Today’s blog is about proofreading your own work.
To say it isn’t easy to properly proofread your own writing is the proverbial understatement. It’s bloody difficult!
If we skip words and miss errors in someone else’s work, this is doubly true for our own manuscripts.
With this in mind, here are a few tips which will help you stay on track.
- Don’t expect to pick everything up on the first run through – it is a good idea to read the manuscript through several times, looking for specific errors on each pass. For example, you might look at spelling and typos the first run through, consistency on the second, fact-checking on the third, etc.
- Change the font and make it larger – you could also change to double line spaced and if you can bear to waste the paper, print your manuscript out.
- If you did print your manuscript – use a blank sheet of paper to cover the line below. It keeps you focused on the line you are supposed to be reading.
- Use different colour marker pens – or highlight colour on your word processor – for each type of error, or proposed amendment. There are standardised BSI marks which professional proofreaders use. You might want to look at those to give you an idea how to remind yourself why you highlighted an error.

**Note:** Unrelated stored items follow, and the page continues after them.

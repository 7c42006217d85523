use std::collections::BTreeMap;

use tracing::debug;

use crate::decl::TemplateDecl;
use crate::error::{Error, SchemaError};
use crate::extension::ExtensionSpec;
use crate::layout::LayoutSpec;
use crate::naming::NamingConventionSpec;

/// Extension key used when no exact declaration exists.
pub const WILDCARD: &str = "*";

/// A fully validated project template.
///
/// Built once from a [`TemplateDecl`]; immutable afterwards and safe to share
/// between threads.
#[derive(Debug, Clone)]
pub struct TemplateSpec {
    naming_convention: NamingConventionSpec,
    layout: LayoutSpec,
    extensions: BTreeMap<String, ExtensionSpec>,
    version: Option<String>,
    decl: TemplateDecl,
}

impl TemplateSpec {
    /// Validates `decl`.
    ///
    /// Components are built first (each reports its own errors), then the
    /// layout is checked against every extension.
    pub fn from_decl(decl: TemplateDecl) -> Result<TemplateSpec, SchemaError> {
        let naming_convention = NamingConventionSpec::from_decl(&decl.naming_convention)?;
        let layout = LayoutSpec::from_decl(&decl.layout)?;

        if decl.file.is_empty() {
            return Err(SchemaError::NoExtensions);
        }

        let mut extensions = BTreeMap::new();
        for (key, ext_decl) in &decl.file {
            let ext = ExtensionSpec::from_decl(ext_decl)
                .map_err(|e| SchemaError::in_extension(key, e))?;
            let key = normalize_key(key);
            if extensions.insert(key.to_string(), ext).is_some() {
                return Err(SchemaError::DuplicateExtension {
                    extension: key.to_string(),
                });
            }
        }

        for (key, ext) in &extensions {
            let fields = ext.fields();
            let missing: Vec<String> = layout
                .structure()
                .iter()
                .filter(|f| !fields.contains(*f))
                .cloned()
                .collect();
            if !missing.is_empty() {
                return Err(SchemaError::LayoutNotSubset {
                    extension: key.clone(),
                    missing,
                });
            }
        }

        for (key, ext) in &extensions {
            if let Some(field) = layout
                .structure()
                .iter()
                .find(|f| ext.is_optional(f) && !ext.defaults().contains_key(*f))
            {
                return Err(SchemaError::MissingDefault {
                    extension: key.clone(),
                    field: field.clone(),
                });
            }
        }

        debug!(
            extensions = extensions.len(),
            layout = ?layout.structure(),
            "validated template"
        );

        Ok(TemplateSpec {
            naming_convention,
            layout,
            extensions,
            version: decl.version.clone(),
            decl,
        })
    }

    pub fn naming_convention(&self) -> &NamingConventionSpec {
        &self.naming_convention
    }

    pub fn layout(&self) -> &LayoutSpec {
        &self.layout
    }

    /// Extensions keyed by suffix (without a leading `.`) or [`WILDCARD`].
    pub fn extensions(&self) -> &BTreeMap<String, ExtensionSpec> {
        &self.extensions
    }

    pub fn version(&self) -> Option<&str> {
        self.version.as_deref()
    }

    /// The declaration this template was built from.
    pub fn decl(&self) -> &TemplateDecl {
        &self.decl
    }

    /// The extension responsible for `file_name`: an exact suffix match,
    /// else the wildcard declaration.
    pub fn select_extension(&self, file_name: &str) -> Result<&ExtensionSpec, Error> {
        let suffix = file_suffix(file_name);
        self.extensions
            .get(suffix)
            .or_else(|| self.extensions.get(WILDCARD))
            .ok_or_else(|| Error::UnsupportedFileExtension {
                extension: suffix.to_string(),
                name: file_name.to_string(),
            })
    }
}

/// Text after the last `.` of `file_name`, or `""` when there is none.
pub fn file_suffix(file_name: &str) -> &str {
    file_name
        .rsplit_once('.')
        .map(|(_, suffix)| suffix)
        .unwrap_or("")
}

fn normalize_key(key: &str) -> &str {
    if key == WILDCARD {
        key
    } else {
        key.strip_prefix('.').unwrap_or(key)
    }
}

- Set your word processing app to the correct language – I live in the UK so, if I’m working for someone in the US, I need to change the setting from British English to American English. That way the document’s inbuilt spell-checker and grammar-checker will pick up 90% of errors for you.
- Don’t rely on the spell-checker – even though the spell-checker and grammar-checker will do a good job, they won’t be able to tell you if you have used the wrong word or word variant. For example, they won’t know you meant effect when you typed affect. You have to do the last 10% yourself.

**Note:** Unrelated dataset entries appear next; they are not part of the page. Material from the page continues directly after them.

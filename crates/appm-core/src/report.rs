use std::collections::BTreeMap;

use crate::walk::WalkOutput;

#[derive(Debug, Clone, Copy, PartialEq, Eq)]
pub enum Status {
    Placed,
    Unsupported,
    Mismatched,
}

impl Status {
    pub fn as_str(self) -> &'static str {
        match self {
            Status::Placed => "placed",
            Status::Unsupported => "unsupported",
            Status::Mismatched => "mismatched",
        }
    }
}

fn canon_key(s: &str) -> String {
    let mut t = s.trim().replace('\\', "/");
    while let Some(rest) = t.strip_prefix("./") {
        t = rest.to_string();
    }
    t.trim_start_matches('/').to_string()
}

#[derive(Debug, Clone)]
pub struct Diagnostic {
    pub code: &'static str, // "unsupported_extension" or "format_mismatch"
    pub path: String,       // normalized relative path with '/'
    pub message: String,
}

#[derive(Debug, Default)]
pub struct Report {
    // Key: normalized relative path string ("a/b.bin", ...)
    statuses: BTreeMap<String, Status>,
    placements: BTreeMap<String, Vec<String>>,
    diagnostics: Vec<Diagnostic>,
}

impl Report {
    pub fn from_walk_output(walk: &WalkOutput) -> Report {
        let mut report = Report::default();

        for f in &walk.placed {
            let key = canon_key(f.path.to_string_lossy().as_ref());
            report.set_status(&key, Status::Placed);
            report.placements.insert(key, f.placement.clone());
        }
        for f in &walk.unsupported {
            let key = canon_key(f.path.to_string_lossy().as_ref());
            report.set_status(&key, Status::Unsupported);
            report.push_diagnostic(Diagnostic {
                code: "unsupported_extension",
                path: key,
                message: f.message.clone(),
            });
        }
        for f in &walk.mismatched {
            let key = canon_key(f.path.to_string_lossy().as_ref());
            report.set_status(&key, Status::Mismatched);
            report.push_diagnostic(Diagnostic {
                code: "format_mismatch",
                path: key,
                message: f.message.clone(),
            });
        }

        report
    }

    pub fn set_status(&mut self, path: impl AsRef<str>, status: Status) {
        let k = canon_key(path.as_ref());
        self.statuses.insert(k, status);
    }

    pub fn status_of(&self, path: impl AsRef<str>) -> Option<Status> {
        let k = canon_key(path.as_ref());
        self.statuses.get(&k).copied()
    }

    pub fn placement_of(&self, path: impl AsRef<str>) -> Option<&[String]> {
        let k = canon_key(path.as_ref());
        self.placements.get(&k).map(Vec::as_slice)
    }

    pub fn push_diagnostic(&mut self, d: Diagnostic) {
        self.diagnostics.push(d);
    }

    pub fn is_placed(&self, path: &str) -> bool {
        self.status_of(path) == Some(Status::Placed)
    }

    pub fn is_rejected(&self, path: &str) -> bool {
        matches!(
            self.status_of(path),
            Some(Status::Unsupported | Status::Mismatched)
        )
    }

    /// Placed paths with their placement, sorted by path.
    pub fn placements(&self) -> impl Iterator<Item = (&str, &[String])> {
        self.placements
            .iter()
            .map(|(p, segs)| (p.as_str(), segs.as_slice()))
    }

    pub fn rejected_paths(&self) -> Vec<&str> {
        self.statuses
            .iter()
            .filter_map(|(p, s)| (*s != Status::Placed).then_some(p.as_str()))
            .collect()
    }

    pub fn diagnostics(&self) -> &[Diagnostic] {
        &self.diagnostics
    }

    pub fn is_ok(&self) -> bool {
        self.diagnostics.is_empty()
    }
}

- Read your manuscript pages from bottom to top or right to left. Reading backwards helps you to find those sneaky mis-spellings or typos. Reading backwards, you will look at individual words rather than skipping over words.
- Read it out loud – you’ll notice more errors that way.

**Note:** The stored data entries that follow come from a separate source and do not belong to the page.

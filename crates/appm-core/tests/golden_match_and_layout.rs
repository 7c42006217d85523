use std::fs;
use std::path::{Path, PathBuf};

use appm_core::{Error, FieldValues, Project, ProjectMetadata, TemplateSource};

fn fixture(name: &str) -> PathBuf {
    PathBuf::from(env!("CARGO_MANIFEST_DIR"))
        .join("tests/fixtures/valid_templates")
        .join(name)
}

fn meta() -> ProjectMetadata {
    ProjectMetadata {
        year: 2024,
        summary: "test project".into(),
        internal: true,
        researcher_name: Some("Hoang Son Le".into()),
        organisation_name: Some("APPN".into()),
    }
}

fn make_project(root: &Path, template: &str) -> Project {
    Project::from_template(root, TemplateSource::Path(fixture(template)), meta()).unwrap()
}

fn file_name(proc_level: Option<&str>) -> String {
    match proc_level {
        Some(p) => format!("20201010-101010_adelaide_lidar_alpha_{p}.bin"),
        None => "20201010-101010_adelaide_lidar_alpha.bin".to_string(),
    }
}

fn expected_fields(proc_level: &str, rest: &str) -> FieldValues {
    [
        ("date", "20201010"),
        ("time", "101010"),
        ("site", "adelaide"),
        ("sensor", "lidar"),
        ("trial", "alpha"),
        ("procLevel", proc_level),
        ("rest", rest),
    ]
    .into_iter()
    .map(|(k, v)| (k.to_string(), v.to_string()))
    .collect()
}

fn expected_layout(proc_dir: &str) -> PathBuf {
    ["adelaide", "lidar", "20201010", "alpha", proc_dir].iter().collect()
}

/// (name procLevel, matched procLevel, matched rest, placement directory)
type Case = (Option<&'static str>, &'static str, &'static str, &'static str);

const PROC_LEVEL_CASES: [Case; 7] = [
    (Some("raw"), "raw", ".bin", "T0-raw"),
    (None, "raw", ".bin", "T0-raw"),
    (Some("proc"), "proc", ".bin", "T1-proc"),
    (Some("trait"), "trait", ".bin", "T2-trait"),
    (Some("T0-raw"), "T0-raw", ".bin", "T0-raw"),
    (Some("T1-proc"), "T1-proc", ".bin", "T1-proc"),
    (Some("T2-trait"), "T2-trait", ".bin", "T2-trait"),
];

fn check_case(template: &str, case: Case) {
    let (proc_level, matched, rest, dir) = case;
    let tmp = tempfile::tempdir().unwrap();
    let project = make_project(tmp.path(), template);
    let name = file_name(proc_level);

    assert_eq!(
        project.match_name(&name).unwrap(),
        expected_fields(matched, rest),
        "{template}: {name}"
    );
    assert_eq!(project.placement(&name).unwrap(), expected_layout(dir), "{template}: {name}");

    let src = tmp.path().join(&name);
    fs::write(&src, "dummy_file").unwrap();
    let dest = project.copy_file(&src).unwrap();
    assert_eq!(dest, project.location().join(expected_layout(dir)).join(&name));
    assert!(dest.is_file());
}

#[test]
fn golden_match_and_layout_default_template() {
    for case in PROC_LEVEL_CASES {
        check_case("default.yaml", case);
    }
}

#[test]
fn golden_match_and_layout_extension_specific_template() {
    for case in PROC_LEVEL_CASES {
        check_case("file_no_default_ext.yaml", case);
    }
}

#[test]
fn golden_match_and_layout_default_only_field() {
    // procLevel is not a component here: a suffix stays in `rest`.
    let cases: [Case; 7] = [
        (Some("raw"), "raw", "_raw.bin", "T0-raw"),
        (None, "raw", ".bin", "T0-raw"),
        (Some("proc"), "raw", "_proc.bin", "T0-raw"),
        (Some("trait"), "raw", "_trait.bin", "T0-raw"),
        (Some("T0-raw"), "raw", "_T0-raw.bin", "T0-raw"),
        (Some("T1-proc"), "raw", "_T1-proc.bin", "T0-raw"),
        (Some("T2-trait"), "raw", "_T2-trait.bin", "T0-raw"),
    ];
    for case in cases {
        check_case("file_missing_component_but_has_default.yaml", case);
    }
}

#[test]
fn golden_default_template_rejects_malformed_names() {
    let tmp = tempfile::tempdir().unwrap();
    let project = make_project(tmp.path(), "default.yaml");

    for name in [
        "2024-01-01_10-10-10_adelaide_oak_trial-alpha_raw.bin",
        "adelaide_lidar_2024.bin",
        "20250101_adelaide_lidar_0_raw.bin",
    ] {
        let err = project.match_name(name).unwrap_err();
        assert!(matches!(err, Error::FileFormatMismatch { .. }), "{name}: {err:?}");
        assert!(err.to_string().starts_with(&format!("Name: {name}. Pattern: ")));
    }
}

#[test]
fn golden_unknown_extension_without_wildcard_is_unsupported() {
    let tmp = tempfile::tempdir().unwrap();
    let project = make_project(tmp.path(), "file_no_default_ext.yaml");

    let err = project
        .match_name("2020919-101010_adelaide_lidar_trial-0_proc.jpeg")
        .unwrap_err();
    assert!(matches!(err, Error::UnsupportedFileExtension { .. }));
}

#[test]
fn golden_extension_specific_pattern_wins_over_wildcard() {
    let tmp = tempfile::tempdir().unwrap();
    let project = make_project(tmp.path(), "file_multi_ext.yaml");

    // csv uses '-' between fields
    let m = project.match_name("20201010-adelaide-lidar-alpha.csv").unwrap();
    assert_eq!(m["site"], "adelaide");
    assert_eq!(m["procLevel"], "raw");
    assert_eq!(m["rest"], ".csv");

    // anything else falls through to the wildcard
    let placement = project.placement("20201010_adelaide_lidar_alpha_proc.txt").unwrap();
    assert_eq!(placement, expected_layout("T1-proc"));

    // the csv pattern does not accept '_' separated names
    let err = project.match_name("20201010_adelaide_lidar_alpha.csv").unwrap_err();
    assert!(matches!(err, Error::FileFormatMismatch { .. }));
}

#[test]
fn golden_copy_refuses_to_overwrite() {
    let tmp = tempfile::tempdir().unwrap();
    let project = make_project(tmp.path(), "default.yaml");
    let name = file_name(Some("proc"));
    let src = tmp.path().join(&name);
    fs::write(&src, "dummy_file").unwrap();

    project.copy_file(&src).unwrap();
    let err = project.copy_file(&src).unwrap_err();
    assert!(matches!(err, Error::DestinationExists { .. }));
}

- Get some rest – you should make sure you do your proofreading when you are well rested and at your best. My brain is definitely less foggy in the morning, so that is when I do my proofreading.
- Phone a friend – well, not really, you should email a friend. Ask them to read through your work for errors. The second pair of eyes will really help.
- Use the Grammarly App as an additional layer of checking. It doesn’t always get everything right but it does open your eyes to different errors.
- Kindle proofing – if you are one of those people who always see errors when you are reading on your Kindle, you should send your own document to your kindle and read it there.
Of course, that’s not all there is to proofreading – you need an eye for detail and a lot of patience – but I hope these tips will help!